UniCredit-BancoBpm, ecco perché il mercato scommette sul blitz: concambi e dote fiscale
Dall’insediamento del ceo Orcel scambio carta contro carta più favorevole del 20%. Il beneficio fiscale delle imposte differite (ridotto a 500 milioni) scade a fine giugno
di Antonella Olivieri
3' di lettura
Il 12% del capitale di Bpm passato di mano in una settimana, col titolo che si rivaluta di quasi il 23% in sole cinque sedute. Non bastano i buoni risultati annunciati martedì dalla banca milanese e nemmeno la proposta di un dividendo più ricco a giustificare l’exploit. Qui gatta ci cova, si sono detti in Borsa. E i sospetti degli operatori si sono rafforzati quando venerdì è arrivata la “non smentita” di UniCredit, che ha confermato l’interesse dell’istituto guidato da Andrea Orcel a guardarsi intorno.
Il fermento a Piazza Affari
Fonti informate riferiscono che già quest’estate lo staff di Giuseppe Castagna si era messo in allerta, temendo un’Opa di Ferragosto dal più grande vicino. Ma perchè proprio adesso questo fermento? Le voci in Piazza Affari hanno tratto alimento da un paio di considerazioni.
La prima è il rapporto relativo di concambio in un’ipotetica offerta carta contro carta. Dal 15 aprile, quando si è insediato Orcel nella posizione di amministratore delegato di UniCredit, il titolo è quasi raddoppiato, passando da 8,5 euro a 15,7 venerdì. Nonostante le superperformance di Bpm di questa settimana, che hanno reso più caro il titolo del 36% rispetto ai livelli di metà aprile, il concambio teorico è comunque migliorato di oltre il 20% a favore di UniCredit.
Il beneficio delle Dta
La seconda considerazione è che il beneficio delle Dta (imposte differite attive), sebbene ridimensionato dagli ultimi interventi, scade a fine giugno. Se UniCredit fosse riuscito a mettere le mani su Bpm l’anno scorso, come ha fatto l’Agricole con il Creval, avrebbe avuto in dote dalla fusione un’aggiunta di capitale da 3,3 miliardi. La proroga del provvedimento ha però messo un tetto di 500 milioni al regalo del Fisco. Per contro le pratiche per ottenerlo sono state sveltite: non servirebbe più l’assemblea, ma basterebbe l’approvazione del contratto di nozze da parte dei cda delle due banche. Nemmeno UniCredit, però, per ora ha convocato il board.
La valenza strategica
La valenza strategica dell’operazione per la banca di Piazza Gae Aulenti non ha invece scadenza. Gli analisti sottolineano che, aggregando Bpm, UniCredit colmerebbe parte del gap con Intesa, alzando la sua quota di mercato in Italia al 18%, rispetto al 22% del leader. Ma soprattutto UniCredit si rafforzerebbe nelle regioni ricche del Nord , dove la distanza è ancora maggiore. Bpm in particolare è forte in Lombardia dove può contare su una quota di mercato del 14% contro il 7% di UniCredit.

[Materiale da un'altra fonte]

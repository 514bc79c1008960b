//! Configuration loader and validator for the GitHub→Telegram release bot.
use serde::{Deserialize, Serialize};
use std::fs;
use std::path::Path;
use thiserror::Error;

#[derive(Debug, Error)]
pub enum ConfigError {
    #[error("I/O error: {0}")]
    Io(#[from] std::io::Error),
    #[error("YAML parse error: {0}")]
    Parse(#[from] serde_yaml::Error),
    #[error("Invalid configuration: {0}")]
    Invalid(&'static str),
}

/// Root configuration struct mirroring the YAML schema exactly.
#[derive(Debug, Clone, Serialize, Deserialize, PartialEq, Eq)]
pub struct Config {
    pub app: App,
    pub github: Github,
    pub telegram: Telegram,
}

/// App-level settings.
#[derive(Debug, Clone, Serialize, Deserialize, PartialEq, Eq)]
pub struct App {
    pub database_url: String,
    /// Cadence of the repository release poller.
    pub poll_interval_secs: u64,
    /// Cadence of the starred-repositories poller.
    pub star_poll_interval_secs: u64,
    /// Upper bound on a single GitHub or Telegram call.
    pub request_timeout_secs: u64,
    /// When true, pre-releases are announced like regular releases.
    #[serde(default)]
    pub process_pre_releases: bool,
}

/// GitHub API settings.
#[derive(Debug, Clone, Serialize, Deserialize, PartialEq, Eq)]
pub struct Github {
    /// Personal access token; empty means unauthenticated (low rate limit).
    #[serde(default)]
    pub token: String,
}

/// Telegram bot settings.
#[derive(Debug, Clone, Serialize, Deserialize, PartialEq, Eq)]
pub struct Telegram {
    pub bot_token: String,
}

/// Load configuration from a YAML file and validate it.
/// - If `path` is None, uses `config.yaml` in the current working directory.
pub fn load(path: Option<&Path>) -> Result<Config, ConfigError> {
    let path = path.unwrap_or_else(|| Path::new("config.yaml"));
    let content = fs::read_to_string(path)?;
    let cfg: Config = serde_yaml::from_str(&content)?;
    validate(&cfg)?;
    Ok(cfg)
}

/// Validate a configuration instance.
fn validate(cfg: &Config) -> Result<(), ConfigError> {
    if cfg.app.database_url.trim().is_empty() {
        return Err(ConfigError::Invalid("app.database_url must be non-empty"));
    }
    if cfg.app.poll_interval_secs == 0 {
        return Err(ConfigError::Invalid("app.poll_interval_secs must be > 0"));
    }
    if cfg.app.star_poll_interval_secs == 0 {
        return Err(ConfigError::Invalid(
            "app.star_poll_interval_secs must be > 0",
        ));
    }
    if cfg.app.request_timeout_secs == 0 {
        return Err(ConfigError::Invalid("app.request_timeout_secs must be > 0"));
    }

    if cfg.telegram.bot_token.trim().is_empty() {
        return Err(ConfigError::Invalid("telegram.bot_token must be non-empty"));
    }

    Ok(())
}

/// Example YAML configuration, kept in sync with the schema above.
pub fn example() -> &'static str {
    r#"app:
  database_url: "sqlite://./data/release-bot.db"
  poll_interval_secs: 3600
  star_poll_interval_secs: 28800
  request_timeout_secs: 30
  process_pre_releases: false

github:
  token: ""

telegram:
  bot_token: "YOUR_TELEGRAM_BOT_TOKEN"
"#
}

In Piemonte dal 13% attuale UniCredit salirebbe al 24%, in Veneto dal 13% al 22%. E poi ci sono le sinergie da costi e ricavi che, a livello lordo, gli analisti stimano in 700-800 milioni. Piazza Affari ha puntato gli occhi anche su Anima, che ieri ha preso il volo, di riflesso, con un rialzo del 5,5%. Bpm ha poco meno del 20% dell’Sgr (e un po’ più del 10% è invece in mano a Poste italiane) e, hanno speculato gli operatori, in un progetto allargato potrebbe costituire la base per costruire un nuovo polo del risparmio.
Gli entusiasmi della Borsa rischiano però di raffreddarsi all’ombra della sistemazione del dossier Mps, la patata bollente che la ritirata di UniCredit ha lasciato sul tavolo del Tesoro. Tanto più che Bpm era sembrata disposta a dare una mano per trovare una soluzione.